The dye-receiver member was separated from the dye-donor member. The receiver member was then passed through a print finisher consisting of a set of rollers, one of which was heated to fuse the image. In each case the receiver was inserted wrong side up (lining layer facing the heating roller). Passing the receiver with the control antistatic layer through the print finisher resulted in severe sticking and the roller had to be replaced. However, sticking did not occur when the receptor having the antistatic layer of the present invention was passed with the wrong side up. This print could be retrieved for re-rolling on the rollers in the correct way.

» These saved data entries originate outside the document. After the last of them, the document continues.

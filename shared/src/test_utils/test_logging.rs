use std::sync::Once;

static INIT: Once = Once::new();

/// Initializes env_logger for tests. Safe to call from every test.
pub fn init_test_logging() {
    INIT.call_once(|| {
        let _ = env_logger::Builder::from_env(env_logger::Env::default().default_filter_or("debug"))
            .is_test(true)
            .try_init();
    });
}
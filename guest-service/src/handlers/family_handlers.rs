use axum::{
    extract::{rejection::JsonRejection, Path, Query, State},
    http::StatusCode,
    Json,
};
use guestlist_shared::aggregation::filter_families;
use guestlist_shared::models::{now_str, Family, MessageResponse};
use guestlist_shared::store::FamilyStore;
use guestlist_shared::validation::validate_family;
use log::{debug, info};
use uuid::Uuid;

use crate::error::Result;
use crate::models::{json_body, AppState, FamilyInput, ListQuery};

// GET /families
pub async fn get_families<S>(
    State(state): State<AppState<S>>,
    Query(query): Query<ListQuery>,
) -> Result<Json<Vec<Family>>>
where
    S: FamilyStore,
{
    let query = query.to_family_query(&state.events)?;
    let families = state.store.list_families().await?;

    let matched = filter_families(&families, &query);
    debug!(
        "Listing {} of {} families (event filter: {:?})",
        matched.len(),
        families.len(),
        query.event
    );

    Ok(Json(matched))
}

// GET /families/:id
pub async fn get_family<S>(
    State(state): State<AppState<S>>,
    Path(id): Path<String>,
) -> Result<Json<Family>>
where
    S: FamilyStore,
{
    let family = state.store.get_family(&id).await?;
    Ok(Json(family))
}

// POST /families
pub async fn create_family<S>(
    State(state): State<AppState<S>>,
    payload: std::result::Result<Json<FamilyInput>, JsonRejection>,
) -> Result<(StatusCode, Json<Family>)>
where
    S: FamilyStore,
{
    let input = json_body(payload)?;
    let valid = validate_family(&input, &state.events)?;

    let now = now_str();
    let family = Family {
        id: Uuid::new_v4().to_string(),
        family_name: valid.family_name,
        events: valid.events,
        legacy_event: None,
        members: valid.members,
        created_at: now.clone(),
        updated_at: now,
    };

    let created = state.store.create_family(family).await?;
    info!(
        "Created family {} '{}' with {} members",
        created.id,
        created.family_name,
        created.members.len()
    );

    Ok((StatusCode::CREATED, Json(created)))
}

// PUT /families/:id
pub async fn update_family<S>(
    State(state): State<AppState<S>>,
    Path(id): Path<String>,
    payload: std::result::Result<Json<FamilyInput>, JsonRejection>,
) -> Result<Json<Family>>
where
    S: FamilyStore,
{
    let input = json_body(payload)?;
    let valid = validate_family(&input, &state.events)?;

    let existing = state.store.get_family(&id).await?;

    // Full replace; a legacy single event on the old record is dropped
    let family = Family {
        id: existing.id,
        family_name: valid.family_name,
        events: valid.events,
        legacy_event: None,
        members: valid.members,
        created_at: existing.created_at,
        updated_at: now_str(),
    };

    let updated = state.store.replace_family(family).await?;
    info!("Updated family {}", updated.id);

    Ok(Json(updated))
}

// DELETE /families/:id
pub async fn delete_family<S>(
    State(state): State<AppState<S>>,
    Path(id): Path<String>,
) -> Result<Json<MessageResponse>>
where
    S: FamilyStore,
{
    state.store.delete_family(&id).await?;
    info!("Deleted family {}", id);

    Ok(Json(MessageResponse::new("Family deleted successfully")))
}
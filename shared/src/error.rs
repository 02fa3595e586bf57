use thiserror::Error;

#[derive(Error, Debug)]
pub enum StoreError {
    #[error("Not found: {0}")]
    NotFound(String),

    #[error("Already exists: {0}")]
    AlreadyExists(String),

    #[error("Store unavailable: {0}")]
    Unavailable(String),

    #[error("Serialization error: {0}")]
    Serialization(String),
}

impl From<serde_dynamo::Error> for StoreError {
    fn from(err: serde_dynamo::Error) -> Self {
        StoreError::Serialization(err.to_string())
    }
}

#[derive(Error, Debug)]
pub enum ExportError {
    #[error("CSV error: {0}")]
    Csv(#[from] csv::Error),

    #[error("Failed to flush CSV output: {0}")]
    Flush(String),

    #[error("CSV output is not valid UTF-8: {0}")]
    Encoding(#[from] std::string::FromUtf8Error),
}

pub type Result<T> = std::result::Result<T, StoreError>;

EFFECTS OF THE INVENTION The present invention provides a backing layer for a dye-receiver member that does not stick to the heating roller when passed through the printing finisher with the wrong side up.

 ─────────────────────────────────────────────────── --- Continuation of the front page (56) References JP-A 61-197283 (JP, A) JP-A 61-135791 (JP, A) JP-A 62-233291 (JP, A) JP-A 62- 121093 (JP, A) JP 61-219696 (JP, A) JP 61-127390 (JP, A)

Claims (1)

[Claims] 1. A stable dye transfer is carried out by heating a dye-receiving member comprising a paper support having a dye image sublimable and having a polymer dye image-receiving layer on one side by using a heating and melting roller. In the method of forming an image, the support has a polymer layer and an antistatic layer on the other surface in order, and the antistatic layer is for preventing adhesion between the heating and melting roller and the antistatic layer. The method as described above, characterized in that an inorganic particulate material having a particle size of at least 2 μm was contained.